Por un lado estaría, pues, la tribu de los jubilados sobre vitaminados que han vencido con éxito varias enfermedades, que quisieran comerse la existencia a bocados, jubilados por cierto pertenecientes a las clases medias o altas, y por otro, estaría la muchedumbre gris de los resignados, ansiosos por escapar del tumulto y con ganas de vivir en paz y tranquilidad sus últimos años de vida. 

Solo hay una forma de retrasar el envejecimiento: permanecer en la dinámica del deseo, recuperar la ilusión, cambiar de actitud y empezar a reinventarse. La filosofía de la longevidad debe fundarse en la resolución o disposición positiva de ánimo y nunca en la resignación para vivir esta “vida extra”, la vejez, de la mejor manera posible pues para un hombre o una mujer “la carga más pesada es vivir sin existir” (Víctor Hugo)-.
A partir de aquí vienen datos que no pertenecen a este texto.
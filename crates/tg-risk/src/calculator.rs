//! Historical-simulation risk computation.
//!
//! [`RiskSnapshotCalculator`] takes the positions of one trade group and the
//! price history of their instruments and produces a [`RiskSnapshot`]. It is
//! stateless and side-effect free; the only way it fails is cancellation.

use std::collections::{BTreeMap, BTreeSet, HashMap};
use std::time::Instant;

use chrono::NaiveDate;
use rand::{Rng, SeedableRng};
use rand_chacha::ChaCha8Rng;
use rayon::prelude::*;
use rust_decimal::prelude::ToPrimitive;
use rust_decimal::Decimal;
use serde::{Deserialize, Serialize};
use tokio_util::sync::CancellationToken;
use tracing::debug;

use tg_types::errors::ComputeError;
use tg_types::group::TradeGroupId;
use tg_types::market::{InstrumentKey, PriceSeries, ReturnBasis};
use tg_types::position::{MarketExposure, PositionRef};
use tg_types::snapshot::RiskSnapshot;

use crate::stress::{run_scenarios, StressScenario};

const Z_95: f64 = 1.644_853_626_951_472_2;
const Z_99: f64 = 2.326_347_874_040_840_8;

/// Calculator settings.
#[derive(Debug, Clone, PartialEq, Serialize, Deserialize)]
#[serde(default)]
pub struct CalculatorConfig {
    /// Number of most recent aligned trading days used for simulation.
    pub window: usize,
    pub return_basis: ReturnBasis,
    /// Trading days per year used to annualise volatility and Sharpe.
    pub annualization_days: u32,
    /// Minimum number of price points for an instrument to contribute.
    pub min_history_points: usize,
    pub stress_scenarios: Vec<StressScenario>,
    /// Decay factor of the EWMA volatility behind parametric VaR.
    pub ewma_lambda: f64,
    /// Draws for Monte-Carlo VaR. Zero turns it off.
    pub monte_carlo_simulations: usize,
    pub monte_carlo_seed: u64,
}

impl Default for CalculatorConfig {
    fn default() -> Self {
        Self {
            window: 250,
            return_basis: ReturnBasis::Relative,
            annualization_days: 252,
            min_history_points: 2,
            stress_scenarios: StressScenario::standard_set(),
            ewma_lambda: 0.94,
            monte_carlo_simulations: 10_000,
            monte_carlo_seed: 42,
        }
    }
}

/// Cancellation and deadline for a single computation.
#[derive(Debug, Clone)]
pub struct ComputeControl {
    cancel: CancellationToken,
    deadline: Option<Instant>,
}

impl ComputeControl {
    pub fn new(cancel: CancellationToken) -> Self {
        Self {
            cancel,
            deadline: None,
        }
    }

    /// Control that is never cancelled and has no deadline.
    pub fn unbounded() -> Self {
        Self::new(CancellationToken::new())
    }

    pub fn with_deadline(mut self, deadline: Instant) -> Self {
        self.deadline = Some(deadline);
        self
    }

    pub fn token(&self) -> &CancellationToken {
        &self.cancel
    }

    /// Fails if the computation should stop.
    pub fn checkpoint(&self) -> Result<(), ComputeError> {
        if self.cancel.is_cancelled() {
            return Err(ComputeError::Cancelled);
        }
        match self.deadline {
            Some(deadline) if Instant::now() >= deadline => Err(ComputeError::DeadlineExceeded),
            _ => Ok(()),
        }
    }
}

/// Everything a computation reads.
#[derive(Debug, Clone, Copy)]
pub struct RiskInputs<'a> {
    pub positions: &'a [PositionRef],
    pub history: &'a HashMap<InstrumentKey, PriceSeries>,
    pub benchmark: Option<&'a PriceSeries>,
    /// Capital base for leverage. `None` when the provider did not answer.
    pub net_asset_value: Option<Decimal>,
}

/// Stateless calculator for trade-group risk snapshots.
#[derive(Debug, Clone, Default)]
pub struct RiskSnapshotCalculator {
    config: CalculatorConfig,
}

impl RiskSnapshotCalculator {
    pub fn new(config: CalculatorConfig) -> Self {
        Self { config }
    }

    pub fn config(&self) -> &CalculatorConfig {
        &self.config
    }

    /// Compute a full risk snapshot for `group_id` at `as_of_version`.
    pub fn compute(
        &self,
        group_id: TradeGroupId,
        as_of_version: u64,
        inputs: &RiskInputs<'_>,
        control: &ComputeControl,
    ) -> Result<RiskSnapshot, ComputeError> {
        control.checkpoint()?;

        let mut snap = RiskSnapshot::empty(group_id, as_of_version);
        if inputs.positions.is_empty() {
            return Ok(snap);
        }

        // --- exposure ---
        let exposures: Vec<MarketExposure> =
            inputs.positions.iter().map(PositionRef::market_exposure).collect();
        let total_value: Decimal = exposures.iter().map(|e| e.notional().abs()).sum();

        snap.position_count = inputs.positions.len();
        snap.net_pnl = inputs.positions.iter().map(PositionRef::unrealized_pnl).sum();
        snap.total_value = total_value;
        snap.concentration_risk = Self::concentration(&exposures, total_value);
        snap.leverage_ratio = Self::leverage(total_value, inputs.net_asset_value);
        snap.stress_results = run_scenarios(&self.config.stress_scenarios, &exposures);

        // --- historical simulation ---
        let mut contributing = Vec::with_capacity(exposures.len());
        for exposure in &exposures {
            match inputs.history.get(&exposure.instrument) {
                Some(series) if series.len() >= self.config.min_history_points.max(2) => {
                    contributing.push((exposure, series));
                }
                _ => {
                    debug!(instrument = %exposure.instrument, "instrument excluded: insufficient price history");
                    snap.data_insufficient = true;
                }
            }
        }

        control.checkpoint()?;

        // Fan out: one P&L series per position, keyed by trading day.
        let basis = self.config.return_basis;
        let per_position: Vec<BTreeMap<NaiveDate, Decimal>> = contributing
            .par_iter()
            .map(|(exposure, series)| Self::position_pnl_series(exposure, series, basis))
            .collect();

        control.checkpoint()?;

        let days = Self::aligned_days(&per_position, self.config.window);
        if days.is_empty() {
            snap.data_insufficient = true;
            return Ok(snap);
        }

        // Fan in per day bucket.
        let daily_pnl: Vec<Decimal> = days
            .par_iter()
            .map(|day| {
                per_position
                    .iter()
                    .map(|series| series.get(day).copied().unwrap_or_default())
                    .sum::<Decimal>()
            })
            .collect();

        control.checkpoint()?;

        let mut sorted = daily_pnl.clone();
        sorted.sort();

        snap.observations = daily_pnl.len();
        snap.var_95 = historical_var(&sorted, Decimal::new(95, 2));
        snap.var_99 = historical_var(&sorted, Decimal::new(99, 2));
        snap.expected_shortfall_95 = expected_shortfall(&sorted, Decimal::new(95, 2));

        let pnl = to_f64_vec(&daily_pnl);
        let ewma_std = ewma_std(&pnl, self.config.ewma_lambda);
        snap.parametric_var_95 = from_f64(Z_95 * ewma_std);
        snap.parametric_var_99 = from_f64(Z_99 * ewma_std);

        control.checkpoint()?;
        if let Some((var_95, var_99)) = self.monte_carlo_var(&pnl) {
            snap.monte_carlo_var_95 = var_95;
            snap.monte_carlo_var_99 = var_99;
        }

        snap.sharpe_ratio = self.sharpe(&daily_pnl);
        snap.max_drawdown = Self::max_drawdown(&daily_pnl);

        let portfolio_returns: BTreeMap<NaiveDate, Decimal> = if total_value > Decimal::ZERO {
            days.iter()
                .zip(&daily_pnl)
                .map(|(day, pnl)| (*day, *pnl / total_value))
                .collect()
        } else {
            BTreeMap::new()
        };
        snap.volatility = self.volatility(&portfolio_returns);
        snap.beta = Self::beta(&portfolio_returns, inputs.benchmark);

        Ok(snap)
    }

    /// Simulate daily P&L from a normal with the sample mean and stdev of
    /// `pnl` and take the loss quantiles of the draws.
    fn monte_carlo_var(&self, pnl: &[f64]) -> Option<(Decimal, Decimal)> {
        let n = self.config.monte_carlo_simulations;
        let std = sample_std(pnl)?;
        if n == 0 {
            return None;
        }
        let mu = mean(pnl);

        let mut rng = ChaCha8Rng::seed_from_u64(self.config.monte_carlo_seed);
        let mut draws: Vec<f64> = (0..n).map(|_| mu + std * standard_normal(&mut rng)).collect();
        draws.sort_by(f64::total_cmp);

        let var = |alpha: Decimal| {
            let k = tail_count(alpha, draws.len());
            from_f64((-draws[k - 1]).max(0.0))
        };
        Some((var(Decimal::new(95, 2)), var(Decimal::new(99, 2))))
    }

    /// Hypothetical daily P&L of one position: today's position replayed
    /// through each historical day's price move.
    fn position_pnl_series(
        exposure: &MarketExposure,
        series: &PriceSeries,
        basis: ReturnBasis,
    ) -> BTreeMap<NaiveDate, Decimal> {
        series
            .daily_moves(basis)
            .into_iter()
            .map(|(day, mv)| {
                let pnl = match basis {
                    ReturnBasis::Relative => exposure.signed_quantity * exposure.reference_price * mv,
                    ReturnBasis::Absolute => exposure.signed_quantity * mv,
                };
                (day, pnl)
            })
            .collect()
    }

    /// Trading days present in every series, most recent `window` of them.
    fn aligned_days(series: &[BTreeMap<NaiveDate, Decimal>], window: usize) -> Vec<NaiveDate> {
        let Some((first, rest)) = series.split_first() else {
            return Vec::new();
        };
        let mut common: BTreeSet<NaiveDate> = first.keys().copied().collect();
        for s in rest {
            common.retain(|day| s.contains_key(day));
        }
        let skip = common.len().saturating_sub(window);
        common.into_iter().skip(skip).collect()
    }

    /// Herfindahl index of absolute exposure shares, scaled to 0-100.
    fn concentration(exposures: &[MarketExposure], total_value: Decimal) -> Decimal {
        if total_value.is_zero() {
            return Decimal::ZERO;
        }
        let hhi: Decimal = exposures
            .iter()
            .map(|e| {
                let share = e.notional().abs() / total_value;
                share * share
            })
            .sum();
        (hhi * Decimal::ONE_HUNDRED)
            .round_dp(10)
            .clamp(Decimal::ZERO, Decimal::ONE_HUNDRED)
    }

    fn leverage(total_value: Decimal, net_asset_value: Option<Decimal>) -> Decimal {
        match net_asset_value {
            Some(nav) if nav > Decimal::ZERO => total_value / nav,
            _ => Decimal::ZERO,
        }
    }

    fn sharpe(&self, daily_pnl: &[Decimal]) -> Decimal {
        let values = to_f64_vec(daily_pnl);
        match sample_std(&values) {
            Some(std) if std > 0.0 => {
                let annualization = f64::from(self.config.annualization_days).sqrt();
                from_f64(mean(&values) / std * annualization)
            }
            _ => Decimal::ZERO,
        }
    }

    fn volatility(&self, portfolio_returns: &BTreeMap<NaiveDate, Decimal>) -> Decimal {
        let values: Vec<f64> = portfolio_returns.values().filter_map(|r| r.to_f64()).collect();
        match sample_std(&values) {
            Some(std) => from_f64(std * f64::from(self.config.annualization_days).sqrt()),
            None => Decimal::ZERO,
        }
    }

    /// Largest decline of cumulative P&L from a positive running peak.
    fn max_drawdown(daily_pnl: &[Decimal]) -> Decimal {
        let mut cumulative = Decimal::ZERO;
        let mut peak = Decimal::ZERO;
        let mut max_dd = Decimal::ZERO;

        for pnl in daily_pnl {
            cumulative += *pnl;
            if cumulative > peak {
                peak = cumulative;
            }
            if peak > Decimal::ZERO {
                let dd = (peak - cumulative) / peak;
                if dd > max_dd {
                    max_dd = dd;
                }
            }
        }

        max_dd
    }

    fn beta(
        portfolio_returns: &BTreeMap<NaiveDate, Decimal>,
        benchmark: Option<&PriceSeries>,
    ) -> Decimal {
        let Some(benchmark) = benchmark else {
            return Decimal::ZERO;
        };
        let bench_returns = benchmark.daily_moves(ReturnBasis::Relative);

        let (port, bench): (Vec<f64>, Vec<f64>) = portfolio_returns
            .iter()
            .filter_map(|(day, r)| {
                let b = bench_returns.get(day)?;
                Some((r.to_f64()?, b.to_f64()?))
            })
            .unzip();

        if port.len() < 2 {
            return Decimal::ZERO;
        }

        let (mean_p, mean_b) = (mean(&port), mean(&bench));
        let n = (port.len() - 1) as f64;
        let cov = port
            .iter()
            .zip(&bench)
            .map(|(p, b)| (p - mean_p) * (b - mean_b))
            .sum::<f64>()
            / n;
        let var = bench.iter().map(|b| (b - mean_b).powi(2)).sum::<f64>() / n;

        if var > 0.0 {
            from_f64(cov / var)
        } else {
            Decimal::ZERO
        }
    }
}

/// `k = ceil((1 - alpha) * n)`, clamped to `[1, n]`.
fn tail_count(alpha: Decimal, n: usize) -> usize {
    let k = ((Decimal::ONE - alpha) * Decimal::from(n)).ceil();
    k.to_usize().unwrap_or(1).clamp(1, n)
}

/// Historical VaR at confidence `alpha` from P&L sorted ascending, reported
/// as a non-negative loss.
pub fn historical_var(sorted_pnl: &[Decimal], alpha: Decimal) -> Decimal {
    if sorted_pnl.is_empty() {
        return Decimal::ZERO;
    }
    let k = tail_count(alpha, sorted_pnl.len());
    (-sorted_pnl[k - 1]).max(Decimal::ZERO)
}

/// Mean of the `k` worst outcomes, reported as a non-negative loss.
pub fn expected_shortfall(sorted_pnl: &[Decimal], alpha: Decimal) -> Decimal {
    if sorted_pnl.is_empty() {
        return Decimal::ZERO;
    }
    let k = tail_count(alpha, sorted_pnl.len());
    let tail: Decimal = sorted_pnl[..k].iter().copied().sum();
    (-(tail / Decimal::from(k))).max(Decimal::ZERO)
}

/// Exponentially weighted stdev around zero. `values` run oldest to
/// newest; the newest gets weight `1 - lambda`, each older one `lambda`
/// times the next, and the weights are normalised.
fn ewma_std(values: &[f64], lambda: f64) -> f64 {
    let mut weight = 1.0 - lambda;
    let mut total_weight = 0.0;
    let mut variance = 0.0;
    for v in values.iter().rev() {
        variance += weight * v * v;
        total_weight += weight;
        weight *= lambda;
    }
    if total_weight > 0.0 {
        (variance / total_weight).sqrt()
    } else {
        0.0
    }
}

/// Box-Muller transform over two uniform draws.
fn standard_normal<R: Rng>(rng: &mut R) -> f64 {
    // gen() is in [0, 1); keep u1 away from zero for ln
    let u1: f64 = 1.0 - rng.gen::<f64>();
    let u2: f64 = rng.gen::<f64>();
    (-2.0 * u1.ln()).sqrt() * (2.0 * std::f64::consts::PI * u2).cos()
}

fn to_f64_vec(values: &[Decimal]) -> Vec<f64> {
    values.iter().filter_map(|v| v.to_f64()).collect()
}

fn mean(values: &[f64]) -> f64 {
    if values.is_empty() {
        return 0.0;
    }
    values.iter().sum::<f64>() / values.len() as f64
}

fn sample_std(values: &[f64]) -> Option<f64> {
    if values.len() < 2 {
        return None;
    }
    let m = mean(values);
    let var = values.iter().map(|v| (v - m).powi(2)).sum::<f64>() / (values.len() - 1) as f64;
    Some(var.sqrt())
}

fn from_f64(value: f64) -> Decimal {
    if !value.is_finite() {
        return Decimal::ZERO;
    }
    Decimal::from_f64_retain(value)
        .unwrap_or_default()
        .round_dp(10)
}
 Las personas de edad pueden alentar a las generaciones venideras a levantar la voz a favor de la libertad, la paz y la democracia sin olvidar que nuestros mayores son transmisores de sabiduría y experiencia. Creámonos  aquello de que “cuando muere un anciano, es una biblioteca la que se quema” (Amadou Hampâte Ba en 1960. Escritor maliense.) Apostemos porque la vejez ocupe el lugar que le corresponde en la sociedad y asumamos que ser viejo no es un insulto, es una consecuencia de la edad.

  1. Pascal Bruckner. UN INSTANTE ETERNO. –Filosofía de la longevidad-. Siruela Biblioteca de ensayo. 3ª edición: abril de 2021.